The way to think about it is that transfer categories do not make you richer or poorer, since you are just moving money from one plate to another plate that you own.

The default transfer categories from the sample data file are:

# Payment to merchant
Declare Transfer In PayFrom - incoming payment
Declare Transfer Out PayTo - outgoing payment

# Buy and sell funds
Declare Transfer In BuyFrom - purchase from another account
Declare Transfer Out SellTo - sell to another account

# Other generic transfers such as between savings and checkings
Declare Transfer In InFrom - incoming money from an account
Declare Transfer Out OutTo - move money to an account

Use "PayTo", and "PayFrom" when the transaction is a payment to a merchant. Use "SellTo" and "BuyFrom" when recording mutual fund sales. "OutTo" and "InFrom" are for other generic transfer transactions, such as moving money between a checking and saving account.

You can use these categories in the following way:

Account bank
{ 3000 =>
  03/08/16 PayTo my Visa card (check #101) 355.49
  03/08/16 BuyFrom my brokerage account 1200
}

Loan my Visa card
{ 355.49 => 15.40
  03/14/16 PayFrom bank 355.49
  03/09/16 food, Quikmart 15.40
}

An outgoing transfers and the matching incoming transfers may have different dates due to the in-flight nature of money transfer or check mailing.

If you need to send some money to your uncle, then that is an expense item of type "gift". It is not a transfer-out, because your net balance does drop from this transaction.
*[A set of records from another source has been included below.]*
//! Interview agent: question sets, interviewer turns and answer evaluation.

use serde::{Deserialize, Serialize};
use tracing::info;

use crate::agents::prompts::{
    list_slot, slot, INTERVIEWER_PERSONA, INTERVIEW_CHAT_CONTEXT, INTERVIEW_EVALUATION_TEMPLATE,
    INTERVIEW_QUESTIONS_TEMPLATE, NOT_PROVIDED,
};
use crate::agents::schema::{lenient_f64, FieldKind, FieldSpec, TaskSchema};
use crate::agents::{Generated, StructuredGenerator, TaskId};
use crate::config::ConfigError;
use crate::llm_client::{ChatMessage, ChatRole, GenerationRequest};

pub const MIN_QUESTIONS: usize = 1;
pub const MAX_QUESTIONS: usize = 20;
pub const DEFAULT_QUESTIONS: usize = 5;

/// Interviewer turns are short; keep the budget small so replies stay snappy.
const REPLY_MAX_TOKENS: u32 = 512;
const EVALUATION_MAX_TOKENS: u32 = 1536;

pub static QUESTIONS_SCHEMA: TaskSchema =
    TaskSchema::new(&[FieldSpec::required("questions", FieldKind::ObjectList)]);

pub static EVALUATION_SCHEMA: TaskSchema = TaskSchema::new(&[
    FieldSpec::required("overallScore", FieldKind::Number),
    FieldSpec::optional("dimensions", FieldKind::ObjectList),
    FieldSpec::optional("strengths", FieldKind::StringList),
    FieldSpec::optional("improvements", FieldKind::StringList),
    FieldSpec::optional("recommendation", FieldKind::String),
]);

// ────────────────────────────────────────────────────────────────────────────
// Output types
// ────────────────────────────────────────────────────────────────────────────

#[derive(Debug, Clone, Default, PartialEq, Serialize, Deserialize)]
#[serde(rename_all = "camelCase", default)]
pub struct InterviewQuestion {
    pub question: String,
    pub category: String,
    pub difficulty: String,
    pub expected_points: Vec<String>,
}

#[derive(Debug, Clone, Default, PartialEq, Serialize, Deserialize)]
#[serde(default)]
pub struct InterviewQuestions {
    pub questions: Vec<InterviewQuestion>,
}

#[derive(Debug, Clone, Default, PartialEq, Serialize, Deserialize)]
#[serde(default)]
pub struct DimensionScore {
    pub name: String,
    #[serde(deserialize_with = "lenient_f64")]
    pub score: f64,
    pub comment: String,
}

#[derive(Debug, Clone, Default, PartialEq, Serialize, Deserialize)]
#[serde(rename_all = "camelCase", default)]
pub struct InterviewEvaluation {
    pub overall_score: f64,
    pub dimensions: Vec<DimensionScore>,
    pub strengths: Vec<String>,
    pub improvements: Vec<String>,
    pub recommendation: String,
}

impl InterviewEvaluation {
    fn normalized(mut self) -> Self {
        self.overall_score = self.overall_score.clamp(0.0, 100.0);
        for dimension in &mut self.dimensions {
            dimension.score = dimension.score.clamp(0.0, 100.0);
        }
        self
    }
}

/// Clamps a requested question count into the supported range.
pub fn clamp_count(requested: usize) -> usize {
    requested.clamp(MIN_QUESTIONS, MAX_QUESTIONS)
}

// ────────────────────────────────────────────────────────────────────────────
// Agent
// ────────────────────────────────────────────────────────────────────────────

#[derive(Clone)]
pub struct InterviewAgent {
    generator: StructuredGenerator,
}

impl InterviewAgent {
    pub fn new(generator: StructuredGenerator) -> Self {
        Self { generator }
    }

    pub async fn generate_questions(
        &self,
        role: &str,
        skills: &[String],
        experience_years: f64,
        count: usize,
    ) -> Result<Generated<InterviewQuestions>, ConfigError> {
        let count = clamp_count(count);
        let prompt = INTERVIEW_QUESTIONS_TEMPLATE
            .replace("{role}", slot(role))
            .replace("{skills}", &list_slot(skills))
            .replace("{experience_years}", &experience_years.max(0.0).to_string())
            .replace("{count}", &count.to_string());
        let request = GenerationRequest::new(prompt).with_system(INTERVIEWER_PERSONA);

        let generated = self
            .generator
            .generate::<InterviewQuestions>(TaskId::InterviewQuestions, request)
            .await?;

        Ok(generated.map(|mut set| {
            set.questions.retain(|q| !q.question.trim().is_empty());
            set.questions.truncate(count);
            info!(count = set.questions.len(), "Interview questions ready");
            set
        }))
    }

    /// Next interviewer turn. `history` is forwarded to the provider as given.
    pub async fn reply(
        &self,
        role: &str,
        history: &[ChatMessage],
        message: &str,
    ) -> Result<Generated<String>, ConfigError> {
        let persona = format!(
            "{INTERVIEWER_PERSONA}\n\n{}",
            INTERVIEW_CHAT_CONTEXT.replace("{role}", slot(role))
        );
        let request = GenerationRequest::new(slot(message))
            .with_system(persona)
            .with_history(history.to_vec())
            .with_max_tokens(REPLY_MAX_TOKENS);

        self.generator
            .generate_text(TaskId::InterviewReply, request)
            .await
    }

    pub async fn evaluate(
        &self,
        role: &str,
        history: &[ChatMessage],
    ) -> Result<Generated<InterviewEvaluation>, ConfigError> {
        let prompt = INTERVIEW_EVALUATION_TEMPLATE
            .replace("{role}", slot(role))
            .replace("{transcript}", &transcript(history));
        let request = GenerationRequest::new(prompt)
            .with_system(INTERVIEWER_PERSONA)
            .with_max_tokens(EVALUATION_MAX_TOKENS);

        let generated = self
            .generator
            .generate::<InterviewEvaluation>(TaskId::InterviewEvaluation, request)
            .await?;
        Ok(generated.map(InterviewEvaluation::normalized))
    }
}

/// Renders a conversation as labelled lines, oldest first.
fn transcript(history: &[ChatMessage]) -> String {
    let lines: Vec<String> = history
        .iter()
        .filter(|m| !m.text.trim().is_empty())
        .map(|m| {
            let speaker = match m.role {
                ChatRole::Assistant => "Interviewer",
                ChatRole::User => "Candidate",
            };
            format!("{speaker}: {}", m.text.trim())
        })
        .collect();

    if lines.is_empty() {
        NOT_PROVIDED.to_string()
    } else {
        lines.join("\n")
    }
}
//! Frame header serialization and parsing.
//!
//! Every frame on the wire is a fixed 24-byte big-endian header followed by
//! `payload_len` payload bytes. The first byte packs the frame class
//! (`major`, bits 0-1) together with the sub-protocol selector (bits 2-7).

use std::time::{SystemTime, UNIX_EPOCH};
use thiserror::Error;
use tokio::io::{AsyncRead, AsyncReadExt};

/// Size of the fixed frame header in bytes.
pub const HEADER_LEN: usize = 24;

/// Maximum payload size accepted by the decoder (16 MiB).
pub const MAX_PAYLOAD: usize = 16 * 1024 * 1024;

/// Sub-protocol selector carried by authentication frames.
pub const SUB_PROTO_AUTH: u8 = 2;

/// Highest encodable sub-protocol selector (6 bits).
pub const MAX_SUB_PROTO: u8 = 63;

/// Frame class carried in bits 0-1 of the first header byte.
#[derive(Debug, Clone, Copy, PartialEq, Eq)]
#[repr(u8)]
pub enum Major {
    /// Successful response.
    OkResp = 0,
    /// Error response.
    ErrResp = 1,
    /// One-way message.
    Msg = 2,
    /// Command expecting a response.
    Cmd = 3,
}

impl Major {
    /// Decodes the two low bits of a `TypeFmt` byte.
    #[must_use]
    pub const fn from_bits(bits: u8) -> Self {
        match bits & 0b11 {
            0 => Self::OkResp,
            1 => Self::ErrResp,
            2 => Self::Msg,
            _ => Self::Cmd,
        }
    }
}

/// Errors that can occur while encoding or decoding frames.
#[derive(Debug, Error)]
pub enum WireError {
    /// Underlying I/O error, including short reads mid-frame.
    #[error("io error: {0}")]
    Io(#[from] std::io::Error),
    /// The declared payload length exceeds [`MAX_PAYLOAD`].
    #[error("frame too large: max {max}, got {actual}")]
    FrameTooLarge {
        /// Maximum accepted payload size.
        max: usize,
        /// Declared payload size.
        actual: usize,
    },
    /// The sub-protocol selector does not fit in 6 bits.
    #[error("sub proto {0} out of range")]
    SubProtoOutOfRange(u8),
}

/// A parsed 24-byte frame header.
///
/// The two reserved trailing bytes are not represented: they encode as zero
/// and are ignored on decode.
#[derive(Debug, Clone, Copy, PartialEq, Eq)]
pub struct Header {
    /// Frame class (response / message / command).
    pub major: Major,
    /// Sub-protocol selector, `0..=63`.
    pub sub_proto: u8,
    /// Reserved bitfield (compression, priority); round-trips unchanged.
    pub flags: u8,
    /// Opaque correlation id chosen by the originator.
    pub msg_id: u32,
    /// Node id of the sender; 0 = unauthenticated.
    pub source: u32,
    /// Node id of the receiver; 0 = nearest handler / broadcast.
    pub target: u32,
    /// UTC seconds.
    pub timestamp: u32,
    /// Length of the payload following the header.
    pub payload_len: u32,
}

impl Header {
    /// Creates a header with the given class and sub-protocol, timestamped
    /// now, with all routing fields zeroed.
    ///
    /// # Errors
    ///
    /// Returns [`WireError::SubProtoOutOfRange`] if `sub_proto > 63`.
    pub fn new(major: Major, sub_proto: u8) -> Result<Self, WireError> {
        if sub_proto > MAX_SUB_PROTO {
            return Err(WireError::SubProtoOutOfRange(sub_proto));
        }
        Ok(Self {
            major,
            sub_proto,
            flags: 0,
            msg_id: 0,
            source: 0,
            target: 0,
            timestamp: unix_ts(),
            payload_len: 0,
        })
    }

    /// Returns the packed `TypeFmt` byte.
    #[must_use]
    pub const fn type_fmt(&self) -> u8 {
        (self.sub_proto << 2) | self.major as u8
    }

    /// Parses a raw 24-byte header. Reserved bytes are ignored.
    #[must_use]
    pub fn parse(buf: &[u8; HEADER_LEN]) -> Self {
        Self {
            major: Major::from_bits(buf[0]),
            sub_proto: (buf[0] >> 2) & 0x3F,
            flags: buf[1],
            msg_id: u32::from_be_bytes([buf[2], buf[3], buf[4], buf[5]]),
            source: u32::from_be_bytes([buf[6], buf[7], buf[8], buf[9]]),
            target: u32::from_be_bytes([buf[10], buf[11], buf[12], buf[13]]),
            timestamp: u32::from_be_bytes([buf[14], buf[15], buf[16], buf[17]]),
            payload_len: u32::from_be_bytes([buf[18], buf[19], buf[20], buf[21]]),
        }
    }

    /// Writes the header into `buf`. Reserved bytes are zeroed.
    pub fn write_to(&self, buf: &mut [u8; HEADER_LEN]) {
        buf[0] = self.type_fmt();
        buf[1] = self.flags;
        buf[2..6].copy_from_slice(&self.msg_id.to_be_bytes());
        buf[6..10].copy_from_slice(&self.source.to_be_bytes());
        buf[10..14].copy_from_slice(&self.target.to_be_bytes());
        buf[14..18].copy_from_slice(&self.timestamp.to_be_bytes());
        buf[18..22].copy_from_slice(&self.payload_len.to_be_bytes());
        buf[22] = 0;
        buf[23] = 0;
    }

    /// Derives a response header from a request header: same correlation id
    /// and flags, given class, re-stamped timestamp.
    #[must_use]
    pub fn reply(&self, major: Major) -> Self {
        Self {
            major,
            timestamp: unix_ts(),
            ..*self
        }
    }
}

/// Serializes a header plus payload into a single wire frame.
///
/// The header's `payload_len` is stamped from the payload slice, so the
/// output is always exactly `24 + payload.len()` bytes.
#[must_use]
#[allow(clippy::cast_possible_truncation)]
pub fn encode(hdr: &Header, payload: &[u8]) -> Vec<u8> {
    let mut stamped = *hdr;
    stamped.payload_len = payload.len() as u32;
    let mut out = Vec::with_capacity(HEADER_LEN + payload.len());
    let mut buf = [0u8; HEADER_LEN];
    stamped.write_to(&mut buf);
    out.extend_from_slice(&buf);
    out.extend_from_slice(payload);
    out
}

/// Reads exactly one frame from the stream, blocking until complete.
///
/// The payload buffer is only allocated after the declared length passes the
/// [`MAX_PAYLOAD`] check.
///
/// # Errors
///
/// Returns [`WireError::Io`] on short reads or transport failures and
/// [`WireError::FrameTooLarge`] when the declared payload exceeds the cap.
pub async fn read_frame<R>(reader: &mut R) -> Result<(Header, Vec<u8>), WireError>
where
    R: AsyncRead + Unpin,
{
    let mut buf = [0u8; HEADER_LEN];
    reader.read_exact(&mut buf).await?;
    let hdr = Header::parse(&buf);
    let len = hdr.payload_len as usize;
    if len > MAX_PAYLOAD {
        return Err(WireError::FrameTooLarge {
            max: MAX_PAYLOAD,
            actual: len,
        });
    }
    let mut payload = vec![0u8; len];
    reader.read_exact(&mut payload).await?;
    Ok((hdr, payload))
}

/// Current UTC time in whole seconds, truncated to the header field width.
#[must_use]
#[allow(clippy::cast_possible_truncation)]
pub fn unix_ts() -> u32 {
    SystemTime::now()
        .duration_since(UNIX_EPOCH)
        .unwrap_or_default()
        .as_secs() as u32
}


#[cfg(test)]
mod proptests {
    use super::*;
    use proptest::prelude::*;

    fn arb_major() -> impl Strategy<Value = Major> {
        prop_oneof![
            Just(Major::OkResp),
            Just(Major::ErrResp),
            Just(Major::Msg),
            Just(Major::Cmd),
        ]
    }

    proptest! {
        #[test]
        fn header_write_parse_roundtrip(
            major in arb_major(),
            sub in 0u8..=63,
            flags in any::<u8>(),
            msg_id in any::<u32>(),
            source in any::<u32>(),
            target in any::<u32>(),
            timestamp in any::<u32>(),
            payload_len in any::<u32>(),
        ) {
            let hdr = Header {
                major, sub_proto: sub, flags, msg_id,
                source, target, timestamp, payload_len,
            };
            let mut buf = [0u8; HEADER_LEN];
            hdr.write_to(&mut buf);
            prop_assert_eq!(Header::parse(&buf), hdr);
        }

        #[test]
        fn bit_packing_preserves_major_and_sub(major in arb_major(), sub in 0u8..=63) {
            let hdr = Header::new(major, sub).unwrap();
            let mut buf = [0u8; HEADER_LEN];
            hdr.write_to(&mut buf);
            let parsed = Header::parse(&buf);
            prop_assert_eq!(parsed.major, major);
            prop_assert_eq!(parsed.sub_proto, sub);
        }

        #[test]
        fn encode_stamps_payload_len(payload in prop::collection::vec(any::<u8>(), 0..2048)) {
            let hdr = Header::new(Major::Msg, 1).unwrap();
            let frame = encode(&hdr, &payload);
            prop_assert_eq!(frame.len(), HEADER_LEN + payload.len());
            let mut raw = [0u8; HEADER_LEN];
            raw.copy_from_slice(&frame[..HEADER_LEN]);
            prop_assert_eq!(Header::parse(&raw).payload_len as usize, payload.len());
        }
    }
}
  03/21/16 gift, my uncle (check #102) 500.0

Statement Blocks

Bank statements are monthly records of financial transactions. A single bank statement is represented by curly brace groupings in the data file.

Suppose you have a dedicated checking account for holding emergency cash to keep three months of living expense, and it is being automatically deposited from salary two times a month. This could be its representation:

# Statement ends around the 28th
Account my emergency checking acct
{ 2450 =>
  04/01/16 income, Alliance Mutual 120
}
{ 3460 => 2450
  03/22/16 car, Acme car repair (check# 103) 1250.0
  03/16/16 income, Alliance Mutual, 120
  03/02/16 income, Alliance Mutual, 120
}
{ 3240 => 3460
  02/15/16 income, Alliance Mutual, 120
  02/01/16 income, Alliance Mutual, 120
}
{ 3000 => 3240
  01/15/16 income, Alliance Mutual, 120
  01/02/16 income, Alliance Mutual, 120
}
# ^^ my emergency checking acct ^^

You can see how transactions within a single statements are grouped together by curly braces. Each bank statement has a beginning balance, and an ending balance. The amount to the left of the arrow is the beginning balance, while the amount to the right of the arrow is the ending balance. Pound signs in the beginning of a line indicate user comments.

If a bank statement period is not finished, then the ending balance may be omitted.

It can be a good idea to always fill in a temporary statement ending balance, since this practice can improve your situational awareness of your current bank balance.

You can locate your balance figures from visiting your bank's web site.

Built-in Text Editor

Project Cash Flow supports a built-in text editor with color highlights. The date field is rendered using light blue color, while the memo field is rendered with purple color.

Once some edit changes are typed into the editor window you can save the changes using the "Save" menu item under the file menu. If there are validation issues, then the error messages would be shown at the bottom panel of the text editor window.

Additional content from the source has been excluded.